Records contained in a dataset
----------

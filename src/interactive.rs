//! Interactive terminal mode.
//!
//! A prompt loop for browsing to a directory, previewing the files that match
//! a keyword, and moving them after confirmation. All matching and moving is
//! delegated to [`FileOrganizer`]; this module only talks to the user.
//!
//! The session reads from any `BufRead` and writes to any `Write`, so the
//! whole dialogue can be driven from a script.

use crate::file_organizer::{FileOrganizer, MoveOutcome, OrganizeResult, OrganizerConfig};
use std::fs;
use std::io::{self, BufRead, Write};
use std::path::{Path, PathBuf};

/// Subfolders listed per navigation step.
const MAX_LISTED_SUBFOLDERS: usize = 15;

/// The directory being worked on and the organizer bound to it.
///
/// Changing directory builds a fresh organizer instead of mutating the old one.
#[derive(Debug, Clone)]
pub struct SessionState {
    organizer: FileOrganizer,
}

impl SessionState {
    pub fn new(dir: &Path, dry_run: bool) -> OrganizeResult<Self> {
        let dir = fs::canonicalize(dir).unwrap_or_else(|_| dir.to_path_buf());
        let config = OrganizerConfig::new(dir, None, dry_run)?;
        Ok(Self {
            organizer: FileOrganizer::new(config),
        })
    }

    pub fn current_dir(&self) -> &Path {
        self.organizer.source_dir()
    }

    pub fn organizer(&self) -> &FileOrganizer {
        &self.organizer
    }

    /// Moves the session to `dir`, rebuilding the organizer.
    pub fn change_dir(&mut self, dir: &Path) -> OrganizeResult<()> {
        *self = Self::new(dir, self.organizer.is_dry_run())?;
        Ok(())
    }
}

/// What the user chose to do after a navigation step.
#[derive(Debug, Clone, Copy, PartialEq, Eq)]
enum Flow {
    Search,
    Quit,
}

/// Drives the prompt dialogue over an input and an output stream.
///
/// The dialogue, the move summary and any failed moves are written to `W`.
/// The organizer's own per-file lines and progress bar still go through
/// [`OutputFormatter`](crate::output::OutputFormatter) to stdout and stderr.
pub struct InteractiveSession<R, W> {
    input: R,
    output: W,
    dry_run: bool,
    default_dir: PathBuf,
}

impl<R: BufRead, W: Write> InteractiveSession<R, W> {
    /// Creates a session whose starting-directory prompt defaults to `~/Documents`.
    pub fn new(input: R, output: W, dry_run: bool) -> Self {
        let default_dir = dirs::home_dir()
            .map(|home| home.join("Documents"))
            .unwrap_or_else(|| PathBuf::from("."));
        Self {
            input,
            output,
            dry_run,
            default_dir,
        }
    }

    /// Overrides the directory used when the first prompt is left empty.
    pub fn with_default_dir(mut self, dir: impl Into<PathBuf>) -> Self {
        self.default_dir = dir.into();
        self
    }

    /// Runs the dialogue until the user quits or input ends.
    pub fn run(&mut self) -> io::Result<()> {
        self.print_banner()?;

        let Some(start_dir) = self.prompt_start_dir()? else {
            return self.farewell();
        };
        let mut state = match SessionState::new(&start_dir, self.dry_run) {
            Ok(state) => state,
            Err(e) => {
                writeln!(self.output, "Error: {}", e)?;
                return self.farewell();
            }
        };
        writeln!(self.output, "\nNow in: {}", state.current_dir().display())?;

        if self.navigate(&mut state)? == Flow::Search {
            self.search_loop(&mut state)?;
        }
        self.farewell()
    }

    fn print_banner(&mut self) -> io::Result<()> {
        let rule = "=".repeat(60);
        writeln!(self.output, "\n{}", rule)?;
        writeln!(self.output, "NAMETIDY INTERACTIVE MODE")?;
        writeln!(
            self.output,
            "Organize files based on keywords in their names."
        )?;
        writeln!(self.output, "{}", rule)?;
        writeln!(self.output, "\nUSAGE GUIDE:")?;
        writeln!(
            self.output,
            "1. Enter a directory path to search in (or press Enter for the default)"
        )?;
        writeln!(
            self.output,
            "2. Navigate to subfolders by typing the subfolder name"
        )?;
        writeln!(
            self.output,
            "3. Use '...' to go up one level or 'search' to start searching for files"
        )?;
        writeln!(
            self.output,
            "4. Enter a keyword to search for in filenames (like 'lecture' or 'report')"
        )?;
        writeln!(self.output, "5. Choose whether to search in subfolders")?;
        writeln!(
            self.output,
            "6. Choose a name for the folder the matching files are moved to"
        )?;
        writeln!(self.output, "7. Confirm the move")?;
        if self.dry_run {
            writeln!(self.output, "\n[DRY RUN] No files will be moved.")?;
        }
        writeln!(self.output, "{}\n", rule)
    }

    fn farewell(&mut self) -> io::Result<()> {
        writeln!(self.output, "\nExiting nametidy. Goodbye!")?;
        self.output.flush()
    }

    /// Prints `message` and reads one line without its line ending.
    ///
    /// Returns `None` at end of input.
    fn prompt(&mut self, message: &str) -> io::Result<Option<String>> {
        write!(self.output, "{}", message)?;
        self.output.flush()?;

        let mut line = String::new();
        if self.input.read_line(&mut line)? == 0 {
            return Ok(None);
        }
        Ok(Some(line.trim_end_matches(['\n', '\r']).to_string()))
    }

    fn prompt_yes_no(&mut self, message: &str) -> io::Result<Option<bool>> {
        Ok(self
            .prompt(message)?
            .map(|answer| answer.trim().eq_ignore_ascii_case("y")))
    }

    fn prompt_start_dir(&mut self) -> io::Result<Option<PathBuf>> {
        loop {
            let message = format!(
                "Enter the directory path to search in (default: {}): ",
                self.default_dir.display()
            );
            let Some(answer) = self.prompt(&message)? else {
                return Ok(None);
            };

            let candidate = if answer.trim().is_empty() {
                self.default_dir.clone()
            } else {
                expand_tilde(answer.trim(), dirs::home_dir().as_deref())
            };

            if candidate.is_dir() {
                return Ok(Some(candidate));
            }
            writeln!(
                self.output,
                "Error: '{}' is not a valid directory.",
                candidate.display()
            )?;
            writeln!(
                self.output,
                "Please enter a complete path to an existing directory.\n"
            )?;
        }
    }

    fn navigate(&mut self, state: &mut SessionState) -> io::Result<Flow> {
        loop {
            writeln!(
                self.output,
                "\nCurrent directory: {}",
                state.current_dir().display()
            )?;
            self.print_subfolders(state.current_dir())?;
            writeln!(self.output, "\nNavigation options:")?;
            writeln!(
                self.output,
                "  - Type a subfolder name to navigate into it"
            )?;
            writeln!(self.output, "  - Type '...' to go up to the parent directory")?;
            writeln!(
                self.output,
                "  - Type 'search' to search for files in the current directory"
            )?;
            writeln!(self.output, "  - Type 'quit' to exit")?;

            let Some(choice) = self.prompt("\nEnter navigation choice: ")? else {
                return Ok(Flow::Quit);
            };

            match choice.to_lowercase().as_str() {
                "quit" => return Ok(Flow::Quit),
                "search" => return Ok(Flow::Search),
                "..." => match state.current_dir().parent().map(Path::to_path_buf) {
                    Some(parent) if parent.is_dir() => self.enter(state, &parent)?,
                    _ => writeln!(self.output, "Already at the root directory.")?,
                },
                _ => {
                    let candidate = state.current_dir().join(&choice);
                    if !choice.is_empty() && candidate.is_dir() {
                        self.enter(state, &candidate)?;
                    } else {
                        writeln!(
                            self.output,
                            "'{}' is not a valid subfolder in the current directory.",
                            choice
                        )?;
                    }
                }
            }
        }
    }

    fn enter(&mut self, state: &mut SessionState, dir: &Path) -> io::Result<()> {
        match state.change_dir(dir) {
            Ok(()) => writeln!(self.output, "\nNow in: {}", state.current_dir().display()),
            Err(e) => writeln!(self.output, "Error: {}", e),
        }
    }

    fn print_subfolders(&mut self, dir: &Path) -> io::Result<()> {
        writeln!(self.output, "\nAvailable subfolders:")?;
        let subfolders = match list_subfolders(dir) {
            Ok(subfolders) => subfolders,
            Err(e) => {
                return writeln!(self.output, "  - (Could not list subfolders: {})", e);
            }
        };

        if subfolders.is_empty() {
            return writeln!(self.output, "  - (No subfolders found)");
        }
        for name in subfolders.iter().take(MAX_LISTED_SUBFOLDERS) {
            writeln!(self.output, "  - {}", name)?;
        }
        if subfolders.len() > MAX_LISTED_SUBFOLDERS {
            writeln!(
                self.output,
                "  - ... and {} more",
                subfolders.len() - MAX_LISTED_SUBFOLDERS
            )?;
        }
        Ok(())
    }

    fn search_loop(&mut self, state: &mut SessionState) -> io::Result<()> {
        loop {
            writeln!(self.output, "\n{}", "-".repeat(50))?;
            let Some(pattern) = self.prompt(
                "Enter keyword to search for in filenames ('navigate' to change directory, 'quit' to exit): ",
            )?
            else {
                return Ok(());
            };

            match pattern.to_lowercase().as_str() {
                "quit" => return Ok(()),
                "navigate" => {
                    if self.navigate(state)? == Flow::Quit {
                        return Ok(());
                    }
                    continue;
                }
                _ => {}
            }

            let Some(answer) =
                self.prompt("Search in all subfolders too? (y/n, 'y' recommended for nested files): ")?
            else {
                return Ok(());
            };
            let recursive = !answer.trim().eq_ignore_ascii_case("n");

            let matching_files = match state.organizer().find_files_with_pattern(&pattern, recursive)
            {
                Ok(files) => files,
                Err(e) => {
                    writeln!(self.output, "Error: {}", e)?;
                    continue;
                }
            };

            if matching_files.is_empty() {
                writeln!(self.output, "No files found containing '{}'.", pattern)?;
                writeln!(
                    self.output,
                    "Tip: try a shorter keyword or check that you are in the right directory."
                )?;
                if !recursive {
                    writeln!(
                        self.output,
                        "Consider answering 'y' to search nested subfolders."
                    )?;
                }
                continue;
            }

            writeln!(
                self.output,
                "\nFound {} files containing '{}':",
                matching_files.len(),
                pattern
            )?;
            for (i, file_path) in matching_files.iter().enumerate() {
                writeln!(
                    self.output,
                    "  {}. {}",
                    i + 1,
                    display_match(file_path, state.current_dir(), recursive)
                )?;
            }

            let Some(folder) = self.prompt(&format!(
                "\nEnter name for the destination folder (default: '{}'): ",
                pattern
            ))?
            else {
                return Ok(());
            };
            let folder = if folder.is_empty() { pattern.clone() } else { folder };

            let Some(confirmed) = self.prompt_yes_no(&format!(
                "\nReady to move {} files to '{}' folder. Proceed? (y/n): ",
                matching_files.len(),
                folder
            ))?
            else {
                return Ok(());
            };
            if !confirmed {
                writeln!(self.output, "Operation cancelled.")?;
                continue;
            }

            match state.organizer().organize_files(&pattern, Some(&folder)) {
                Ok(report) if state.organizer().is_dry_run() => {
                    writeln!(
                        self.output,
                        "\n[DRY RUN] {} files would be moved to '{}' folder.",
                        report.planned(),
                        folder
                    )?;
                }
                Ok(report) => {
                    writeln!(
                        self.output,
                        "\nSuccessfully moved {} files to '{}' folder.",
                        report.moved(),
                        folder
                    )?;
                    writeln!(self.output, "Full path: {}", report.target_dir.display())?;
                    for outcome in &report.outcomes {
                        if let MoveOutcome::Failed { from, error, .. } = outcome {
                            writeln!(self.output, "  Could not move {}: {}", from.display(), error)?;
                        }
                    }
                }
                Err(e) => writeln!(self.output, "Error: {}", e)?,
            }

            let Some(elsewhere) =
                self.prompt_yes_no("\nWould you like to navigate to a different directory? (y/n): ")?
            else {
                return Ok(());
            };
            if elsewhere && self.navigate(state)? == Flow::Quit {
                return Ok(());
            }
        }
    }
}

/// Runs an interactive session on the process's stdin and stdout.
pub fn run_interactive(dry_run: bool) -> io::Result<()> {
    let stdin = io::stdin();
    let stdout = io::stdout();
    InteractiveSession::new(stdin.lock(), stdout.lock(), dry_run).run()
}

/// Sorted names of the directories directly inside `dir`.
fn list_subfolders(dir: &Path) -> io::Result<Vec<String>> {
    let mut names: Vec<String> = fs::read_dir(dir)?
        .flatten()
        .filter(|entry| entry.path().is_dir())
        .map(|entry| entry.file_name().to_string_lossy().to_string())
        .collect();
    names.sort();
    Ok(names)
}

/// Replaces a leading `~` with the home directory, when one is known.
fn expand_tilde(input: &str, home: Option<&Path>) -> PathBuf {
    match (input, home) {
        ("~", Some(home)) => home.to_path_buf(),
        (path, Some(home)) if path.starts_with("~/") => home.join(&path[2..]),
        (path, _) => PathBuf::from(path),
    }
}

/// Relative path for recursive results, bare file name otherwise.
fn display_match(file_path: &Path, base: &Path, recursive: bool) -> String {
    let shown = if recursive {
        file_path.strip_prefix(base).unwrap_or(file_path)
    } else {
        file_path
            .file_name()
            .map(Path::new)
            .unwrap_or(file_path)
    };
    shown.display().to_string()
}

----------

Copy whichever lines of the records above contain the word "moved".

            "6. Choose a name for the folder the matching files are moved to"
            writeln!(self.output, "\n[DRY RUN] No files will be moved.")?;
                        "\n[DRY RUN] {} files would be moved to '{}' folder.",
                        "\nSuccessfully moved {} files to '{}' folder.",
                        report.moved(),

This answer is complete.